The spatial uncertainty values of both approaches were combined (cf., Section 6.5). This procedure implies a favored incorporation for the soil property, which generally shows increased prediction uncertainty. Furthermore, the procedure implies a harmonization in quality of both initial soil property predictions. The results confirmed these implications, while silt was favored with an uncertainty decrease of 31% compared to clay with a decrease of 27% in the LDUnc approaches (Table 7; Figure 10). The similar proportions of decreasing uncertainty between both predictions approve the method of combining the uncertainty maps in our case study.

8 Discussion

81 Collard et al. [2014] sampled a legacy soil map for calibrating a regression model and improved the class purity by 10%. Other studies showed an accuracy improvement of 6% to 19% using DSM approaches to upgrade legacy soil maps [Kempen et al., 2009; Yang et al., 2011; Rad et al., 2014]. The results from this study show increases in accuracy of 12% and 14% for the predictions of clay and silt when comparing the LD approach with the LDUnc approach.
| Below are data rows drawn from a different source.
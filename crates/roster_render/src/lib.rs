use std::fmt::Write as _;

use roster_core::RosterFormat;
use roster_core::core_api::{ImportUnit, ParseResult};
use serde_json::{Map as JsonMap, Number as JsonNumber, Value as JsonValue};

const SHEET_WIDTH: usize = 59;
const QTY_COL_WIDTH: usize = 3;
const NAME_COL_WIDTH: usize = 44;
const POINTS_COL_WIDTH: usize = 8;
const CATEGORY_INDENT: usize = 7;

#[derive(Debug, Clone, Copy, PartialEq, Eq, Default)]
pub enum JsonStyle {
    #[default]
    CanonicalV1,
}

#[derive(Debug, Clone, Copy, PartialEq, Eq, Default)]
pub enum TextStyle {
    #[default]
    SummarySheet,
}

#[derive(Debug, Clone, Copy, PartialEq, Eq, Default)]
pub struct TextRenderOptions {
    /// List each unit's categories under its row.
    pub verbose: bool,
}

#[derive(Debug, Default, Clone, Copy, PartialEq, Eq)]
pub struct FieldSelection {
    pub name: bool,
    pub faction: bool,
    pub game_system: bool,
    pub points: bool,
    pub units: bool,
    pub generator: bool,
    pub revision: bool,
}

impl FieldSelection {
    pub fn is_any_selected(&self) -> bool {
        self.name
            || self.faction
            || self.game_system
            || self.points
            || self.units
            || self.generator
            || self.revision
    }

    /// `key`/`value` pairs for the selected fields, in fixed order.
    ///
    /// Units expand to one `unit` pair each.
    pub fn selected_pairs(&self, result: &ParseResult) -> Vec<(&'static str, String)> {
        let mut out = Vec::new();

        if self.name {
            out.push(("name", result.list_name.clone()));
        }
        if self.faction {
            out.push(("faction", result.faction.clone()));
        }
        if self.game_system {
            out.push(("game_system", result.game_system.clone()));
        }
        if self.points {
            out.push(("points", format_points(result.total_points)));
        }
        if self.units {
            for unit in &result.units {
                out.push((
                    "unit",
                    format!(
                        "{}x {} ({} pts)",
                        unit.quantity,
                        unit.name,
                        format_points(unit.points_cost)
                    ),
                ));
            }
        }
        if self.generator {
            out.push(("generator", result.source.generator.clone()));
        }
        if self.revision {
            out.push(("revision", result.source.data_revision.clone()));
        }

        out
    }
}

pub fn render_json_full(result: &ParseResult, style: JsonStyle) -> JsonValue {
    match style {
        JsonStyle::CanonicalV1 => JsonValue::Object(default_json(result)),
    }
}

pub fn render_json_selected(
    result: &ParseResult,
    fields: &FieldSelection,
    style: JsonStyle,
) -> JsonValue {
    match style {
        JsonStyle::CanonicalV1 => JsonValue::Object(selected_json(fields, result)),
    }
}

/// `key=value` lines for the selected fields, one per line.
pub fn render_field_lines(result: &ParseResult, fields: &FieldSelection) -> String {
    let mut out = String::new();
    for (key, value) in fields.selected_pairs(result) {
        writeln!(&mut out, "{key}={value}").expect("writing to String cannot fail");
    }
    out
}

pub fn render_summary_sheet(result: &ParseResult) -> String {
    render_summary_sheet_with_options(result, TextRenderOptions::default())
}

pub fn render_summary_sheet_with_options(
    result: &ParseResult,
    options: TextRenderOptions,
) -> String {
    render_summary_sheet_impl(result, options)
}

pub fn render_text(result: &ParseResult, style: TextStyle) -> String {
    render_text_with_options(result, style, TextRenderOptions::default())
}

pub fn render_text_with_options(
    result: &ParseResult,
    style: TextStyle,
    options: TextRenderOptions,
) -> String {
    match style {
        TextStyle::SummarySheet => render_summary_sheet_impl(result, options),
    }
}

/// Short name of a format, as accepted by `--format`.
pub fn format_name(format: RosterFormat) -> &'static str {
    format.extension().trim_start_matches('.')
}

/// Whole values print without a fraction: `1930`, `95.5`.
pub fn format_points(points: f64) -> String {
    match whole_points(points) {
        Some(whole) => whole.to_string(),
        None => points.to_string(),
    }
}

/// Whole values become JSON integers so `1930.0` renders as `1930`.
pub fn points_to_json(points: f64) -> JsonValue {
    if let Some(whole) = whole_points(points) {
        return JsonValue::from(whole);
    }
    JsonNumber::from_f64(points).map_or(JsonValue::Null, JsonValue::Number)
}

fn whole_points(points: f64) -> Option<i64> {
    const LIMIT: f64 = 9_007_199_254_740_992.0;
    if points.fract() == 0.0 && points.abs() < LIMIT {
        Some(points as i64)
    } else {
        None
    }
}

fn selected_json(fields: &FieldSelection, result: &ParseResult) -> JsonMap<String, JsonValue> {
    let mut out = JsonMap::new();

    if fields.name {
        out.insert(
            "listName".to_string(),
            JsonValue::String(result.list_name.clone()),
        );
    }
    if fields.faction {
        out.insert(
            "faction".to_string(),
            JsonValue::String(result.faction.clone()),
        );
    }
    if fields.game_system {
        out.insert(
            "gameSystem".to_string(),
            JsonValue::String(result.game_system.clone()),
        );
    }
    if fields.points {
        out.insert("totalPoints".to_string(), points_to_json(result.total_points));
    }
    if fields.units {
        out.insert("units".to_string(), units_to_json(&result.units));
    }
    if fields.generator {
        out.insert(
            "generator".to_string(),
            JsonValue::String(result.source.generator.clone()),
        );
    }
    if fields.revision {
        out.insert(
            "dataRevision".to_string(),
            JsonValue::String(result.source.data_revision.clone()),
        );
    }

    out
}

fn default_json(result: &ParseResult) -> JsonMap<String, JsonValue> {
    let mut out = JsonMap::new();

    out.insert(
        "format".to_string(),
        JsonValue::String(format_name(result.format).to_string()),
    );
    out.insert(
        "listName".to_string(),
        JsonValue::String(result.list_name.clone()),
    );
    out.insert(
        "faction".to_string(),
        JsonValue::String(result.faction.clone()),
    );
    out.insert(
        "gameSystem".to_string(),
        JsonValue::String(result.game_system.clone()),
    );
    out.insert("totalPoints".to_string(), points_to_json(result.total_points));
    out.insert("units".to_string(), units_to_json(&result.units));

    let mut source = JsonMap::new();
    source.insert(
        "generator".to_string(),
        JsonValue::String(result.source.generator.clone()),
    );
    source.insert(
        "dataRevision".to_string(),
        JsonValue::String(result.source.data_revision.clone()),
    );
    out.insert("source".to_string(), JsonValue::Object(source));

    out
}

fn units_to_json(units: &[ImportUnit]) -> JsonValue {
    JsonValue::Array(units.iter().map(unit_to_json).collect())
}

fn unit_to_json(unit: &ImportUnit) -> JsonValue {
    let mut m = JsonMap::new();
    m.insert("name".to_string(), JsonValue::String(unit.name.clone()));
    m.insert("quantity".to_string(), JsonValue::from(unit.quantity));
    m.insert("pointsCost".to_string(), points_to_json(unit.points_cost));
    m.insert(
        "categories".to_string(),
        JsonValue::Array(
            unit.categories
                .iter()
                .map(|name| JsonValue::String(name.clone()))
                .collect(),
        ),
    );
    JsonValue::Object(m)
}

fn render_summary_sheet_impl(result: &ParseResult, options: TextRenderOptions) -> String {
    let subtitle = match (result.faction.is_empty(), result.game_system.is_empty()) {
        (false, false) => format!("{}  ::  {}", result.faction, result.game_system),
        (false, true) => result.faction.clone(),
        (true, false) => result.game_system.clone(),
        (true, true) => String::new(),
    };

    let mut out = String::new();
    writeln!(&mut out).expect("writing to String cannot fail");
    writeln!(
        &mut out,
        "{}",
        centered_no_trailing(&result.list_name, SHEET_WIDTH)
    )
    .expect("writing to String cannot fail");
    if !subtitle.is_empty() {
        writeln!(&mut out, "{}", centered_no_trailing(&subtitle, SHEET_WIDTH))
            .expect("writing to String cannot fail");
    }
    writeln!(&mut out).expect("writing to String cannot fail");

    let points_section = format!("  Points: {:<14}", format_points(result.total_points));
    let units_section = format!("Units: {:<11}", result.unit_count());
    writeln!(
        &mut out,
        "{}{}Format: {}",
        points_section, units_section, result.format
    )
    .expect("writing to String cannot fail");
    if !result.source.generator.is_empty() {
        writeln!(&mut out, "  Generator: {}", result.source.generator)
            .expect("writing to String cannot fail");
    }
    if !result.source.data_revision.is_empty() {
        writeln!(&mut out, "  Data revision: {}", result.source.data_revision)
            .expect("writing to String cannot fail");
    }
    writeln!(&mut out).expect("writing to String cannot fail");

    write_units_section(&mut out, result, options);
    out
}

fn write_units_section(out: &mut String, result: &ParseResult, options: TextRenderOptions) {
    writeln!(out, " ::: Units :::").expect("writing to String cannot fail");
    writeln!(out).expect("writing to String cannot fail");

    if result.units.is_empty() {
        writeln!(out, "  none").expect("writing to String cannot fail");
        return;
    }

    writeln!(
        out,
        "  {:>q$}  {:<n$}{:>p$}",
        "Qty",
        "Unit",
        "Points",
        q = QTY_COL_WIDTH,
        n = NAME_COL_WIDTH,
        p = POINTS_COL_WIDTH
    )
    .expect("writing to String cannot fail");

    for unit in &result.units {
        writeln!(
            out,
            "  {:>q$}  {:<n$}{:>p$}",
            unit.quantity,
            fit_column(&unit.name, NAME_COL_WIDTH - 1),
            format_points(unit.points_cost),
            q = QTY_COL_WIDTH,
            n = NAME_COL_WIDTH,
            p = POINTS_COL_WIDTH
        )
        .expect("writing to String cannot fail");
        if options.verbose && !unit.categories.is_empty() {
            writeln!(
                out,
                "{}{}",
                " ".repeat(CATEGORY_INDENT),
                unit.categories.join(", ")
            )
            .expect("writing to String cannot fail");
        }
    }

    let label_width = SHEET_WIDTH - POINTS_COL_WIDTH;
    writeln!(out, "{:>w$}", "-".repeat(POINTS_COL_WIDTH), w = SHEET_WIDTH)
        .expect("writing to String cannot fail");
    writeln!(
        out,
        "{:<l$}{:>p$}",
        "  Unit total",
        format_points(result.unit_points_total()),
        l = label_width,
        p = POINTS_COL_WIDTH
    )
    .expect("writing to String cannot fail");
    writeln!(
        out,
        "{:<l$}{:>p$}",
        "  Roster total",
        format_points(result.total_points),
        l = label_width,
        p = POINTS_COL_WIDTH
    )
    .expect("writing to String cannot fail");
}

fn fit_column(value: &str, width: usize) -> String {
    if value.chars().count() <= width {
        return value.to_string();
    }
    if width <= 3 {
        return value.chars().take(width).collect();
    }

    let mut out = String::with_capacity(width);
    for ch in value.chars().take(width - 3) {
        out.push(ch);
    }
    out.push_str("...");
    out
}

fn centered_no_trailing(value: &str, width: usize) -> String {
    let len = value.chars().count();
    if len >= width {
        return value.to_string();
    }

    let left_padding = (width - len) / 2;
    format!("{}{}", " ".repeat(left_padding), value)
}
Generally in DSM, accuracies with R² > 70% are unusual, while R² < 50% are common [Malone et al., 2009]. The accuracy results of the best performing RF approach, which has been calibrated with LDUnc, show explained variances of R² = 0.59 for silt and R² = 0.56 for clay. The successful application of the spatial uncertainty measure, thus, improving the quality of initial DSM products by an uncertainty guided sampling, approves the practicability and validity of this method.